Dalam kesakitan, *imoogi *berjuang mati-matian dan Zhou Xuchuan, yang nyaris tak mampu bertahan, juga terombang-ambing di udara.
*Konyol!*
Dia mencengkeram gagang pedangnya erat-erat, menolak untuk melepaskannya. Dia tidak boleh melewatkan kesempatan ini. Seperti serigala yang mengunci rahangnya pada mangsa, dia berpegang teguh pada *imoogi *dengan segenap kekuatannya.
*Jerit!*
Raungan amarah menggema di Laut Selatan. *Imoogi itu *menjadi marah dan menenggelamkan kepalanya ke dalam air ketika manusia yang menyerupai lintah ini tidak jatuh.
*BOOM!*
Ini bukan sekadar percikan, melainkan suara keras, seolah-olah setumpuk bubuk mesiu telah diledakkan.
Gelombang yang dihasilkan begitu tinggi sehingga menghalangi sinar matahari. Biasanya, kawanan ikan akan berhamburan ke segala arah—tetapi mereka telah lama meninggalkan daerah itu saat Penguasa Laut muncul.

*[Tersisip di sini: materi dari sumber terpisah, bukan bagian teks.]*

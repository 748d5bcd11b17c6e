// Mock Transport
// In-process simulated lamp used by tests and dry runs: records writes,
// fails connects on demand, drops the link and pushes notifications

use crate::transport::{
    Link, LinkEvent, PeripheralHandle, Session, Subscription, SubscriptionId, Transport,
    TransportError,
};
use async_trait::async_trait;
use std::collections::HashMap;
use std::sync::{Arc, Mutex, MutexGuard, PoisonError};
use tokio::sync::mpsc;
use uuid::Uuid;

/// A value written to a characteristic
#[derive(Debug, Clone, PartialEq, Eq)]
pub struct WrittenFrame {
    pub characteristic: Uuid,
    pub data: Vec<u8>,
}

#[derive(Default)]
struct MockState {
    unreachable: bool,
    connect_failures_remaining: usize,
    connect_calls: usize,
    connects: usize,
    disconnects: usize,
    generation: u64,
    link: Option<mpsc::UnboundedSender<LinkEvent>>,
    writes: Vec<WrittenFrame>,
    drop_on_next_write: bool,
    hang_on_next_disconnect: bool,
    next_write_error: Option<TransportError>,
    subscriptions: HashMap<SubscriptionId, (Uuid, mpsc::UnboundedSender<Vec<u8>>)>,
    next_subscription: u64,
    unsubscribes: usize,
    queued_notifications: Vec<Vec<u8>>,
}

impl MockState {
    fn is_current(&self, generation: u64) -> bool {
        self.link.is_some() && self.generation == generation
    }

    fn tear_down(&mut self, reason: Option<&str>) {
        if let Some(link) = self.link.take() {
            if let Some(reason) = reason {
                let _ = link.send(LinkEvent::Disconnected {
                    reason: reason.to_string(),
                });
            }
        }
        self.subscriptions.clear();
    }
}

// ============================================================================
// MOCK TRANSPORT
// ============================================================================

/// Simulated peripheral. Clones share the same device state.
#[derive(Clone, Default)]
pub struct MockTransport {
    state: Arc<Mutex<MockState>>,
}

impl MockTransport {
    /// Create a reachable mock lamp
    pub fn new() -> Self {
        Self::default()
    }

    /// Refuse every connection attempt
    pub fn with_unreachable(self) -> Self {
        self.lock().unreachable = true;
        self
    }

    /// Fail N connection attempts, then succeed
    pub fn with_connect_failures(self, failures: usize) -> Self {
        self.lock().connect_failures_remaining = failures;
        self
    }

    /// Make the peripheral reachable (or not) from now on
    pub fn set_unreachable(&self, unreachable: bool) {
        self.lock().unreachable = unreachable;
    }

    /// Simulate the peripheral dropping the link
    pub fn drop_link(&self) {
        self.lock().tear_down(Some("link lost"));
    }

    /// Drop the link while the next write is in flight; that write never completes
    pub fn drop_on_next_write(&self) {
        self.lock().drop_on_next_write = true;
    }

    /// The next disconnect request never completes and leaves the link up
    pub fn hang_on_next_disconnect(&self) {
        self.lock().hang_on_next_disconnect = true;
    }

    /// Fail the next write with the given error
    pub fn fail_next_write(&self, error: TransportError) {
        self.lock().next_write_error = Some(error);
    }

    /// Deliver a notification to live subscribers, or queue it for the next subscription
    pub fn push_notification(&self, data: &[u8]) {
        let mut state = self.lock();
        let mut delivered = false;
        for (_, sender) in state.subscriptions.values() {
            delivered |= sender.send(data.to_vec()).is_ok();
        }
        if !delivered {
            state.queued_notifications.push(data.to_vec());
        }
    }

    /// All writes, in the order they reached the peripheral
    pub fn written(&self) -> Vec<WrittenFrame> {
        self.lock().writes.clone()
    }

    /// Payloads written to one characteristic
    pub fn written_to(&self, characteristic: Uuid) -> Vec<Vec<u8>> {
        self.lock()
            .writes
            .iter()
            .filter(|w| w.characteristic == characteristic)
            .map(|w| w.data.clone())
            .collect()
    }

    /// Connection attempts, successful or not
    pub fn connect_calls(&self) -> usize {
        self.lock().connect_calls
    }

    /// Successful connections
    pub fn connect_count(&self) -> usize {
        self.lock().connects
    }

    /// Sessions closed by the client
    pub fn disconnect_count(&self) -> usize {
        self.lock().disconnects
    }

    pub fn is_connected(&self) -> bool {
        self.lock().link.is_some()
    }

    pub fn active_subscriptions(&self) -> usize {
        self.lock().subscriptions.len()
    }

    pub fn unsubscribe_count(&self) -> usize {
        self.lock().unsubscribes
    }

    fn lock(&self) -> MutexGuard<'_, MockState> {
        self.state.lock().unwrap_or_else(PoisonError::into_inner)
    }
}

#[async_trait]
impl Transport for MockTransport {
    async fn connect(&self, peripheral: &PeripheralHandle) -> Result<Link, TransportError> {
        let mut state = self.lock();
        state.connect_calls += 1;

        if state.unreachable {
            return Err(TransportError::ConnectionFailed(format!(
                "{} is out of range",
                peripheral.address()
            )));
        }
        if state.connect_failures_remaining > 0 {
            state.connect_failures_remaining -= 1;
            return Err(TransportError::ConnectionFailed("mock connect failure".to_string()));
        }

        state.tear_down(None);
        let (tx, rx) = mpsc::unbounded_channel();
        state.link = Some(tx);
        state.generation += 1;
        state.connects += 1;

        let session = MockSession {
            state: Arc::clone(&self.state),
            generation: state.generation,
        };

        Ok(Link {
            session: Arc::new(session),
            events: rx,
        })
    }
}

// ============================================================================
// MOCK SESSION
// ============================================================================

struct MockSession {
    state: Arc<Mutex<MockState>>,
    generation: u64,
}

impl MockSession {
    fn lock(&self) -> MutexGuard<'_, MockState> {
        self.state.lock().unwrap_or_else(PoisonError::into_inner)
    }
}

#[async_trait]
impl Session for MockSession {
    async fn write(&self, characteristic: Uuid, data: &[u8]) -> Result<(), TransportError> {
        {
            let mut state = self.lock();
            if !state.is_current(self.generation) {
                return Err(TransportError::NotConnected);
            }
            if let Some(error) = state.next_write_error.take() {
                return Err(error);
            }
            if !state.drop_on_next_write {
                state.writes.push(WrittenFrame {
                    characteristic,
                    data: data.to_vec(),
                });
                return Ok(());
            }
            state.drop_on_next_write = false;
            state.tear_down(Some("link lost during write"));
        }

        std::future::pending::<()>().await;
        Err(TransportError::NotConnected)
    }

    async fn subscribe(&self, characteristic: Uuid) -> Result<Subscription, TransportError> {
        let mut state = self.lock();
        if !state.is_current(self.generation) {
            return Err(TransportError::NotConnected);
        }

        let (tx, rx) = mpsc::unbounded_channel();
        for queued in state.queued_notifications.drain(..) {
            let _ = tx.send(queued);
        }

        state.next_subscription += 1;
        let id = SubscriptionId(state.next_subscription);
        state.subscriptions.insert(id, (characteristic, tx));

        Ok(Subscription {
            id,
            notifications: rx,
        })
    }

    async fn unsubscribe(&self, subscription: SubscriptionId) -> Result<(), TransportError> {
        let mut state = self.lock();
        state.unsubscribes += 1;
        if !state.is_current(self.generation) {
            return Err(TransportError::NotConnected);
        }
        state.subscriptions.remove(&subscription);
        Ok(())
    }

    async fn disconnect(&self) -> Result<(), TransportError> {
        {
            let mut state = self.lock();
            if !state.hang_on_next_disconnect {
                if state.is_current(self.generation) {
                    state.disconnects += 1;
                    state.tear_down(None);
                }
                return Ok(());
            }
            state.hang_on_next_disconnect = false;
        }

        std::future::pending::<()>().await;
        Ok(())
    }
}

*Woosh, woosh, woosh, woosh.*
*Imoogi *itu berenang di laut. Ia tidak hanya berenang dengan santai. Ia meronta-ronta dengan keras dalam upaya untuk melepaskan sosok yang terus menempel di kepalanya.
*Ugh!*
Pandangan Zhou Xuchuan berputar. Pemandangan di hadapannya berubah dengan cepat.
Karena mereka berenang dengan kecepatan seperti itu, tekanan air yang harus dia tahan bukanlah tekanan normal.
Seorang ahli biasa atau bahkan ahli kelas atas pasti sudah lama jatuh. Bahkan Zhou Xuchuan pun tidak akan bertahan selama ini jika bukan karena Seni Manusia Air.
*Mungkin racun… tidak, itu tidak akan berhasil. Jika aku mencoba itu, aku mungkin akan mengacaukan jalur peredaran darah Water Man Art.*
Situasinya tidak begitu baik. Mengingat tekanan air yang harus ia tahan dan kurangnya udara, keadaan menjadi semakin berbahaya.
Agar bisa bertahan sedikit lebih lama, dia berhenti mencoba menyuntikkan racun melalui pedangnya.
*Sedang turun!*
*Imoogi *itu juga menyadari bahwa ia tidak bisa terus seperti ini, jadi ia mengubah arah untuk turun lebih dalam dan bergerak menuju laut dalam.
*TIDAK!*
Zhou Xuchuan mengerahkan kekuatan pada pedangnya dan mengayunkannya lurus ke atas.
*Jeritan!!!*
Imoogi , yang tadinya bergerak turun secara vertikal, kembali mengubah arah. Perubahan arah gerakannya yang tiba-tiba hampir membentuk sudut siku-siku *.*
Ia melakukan beberapa upaya lagi untuk turun ke laut dalam, tetapi tidak pernah berhasil karena rasa sakit yang dirasakannya setiap kali mencoba.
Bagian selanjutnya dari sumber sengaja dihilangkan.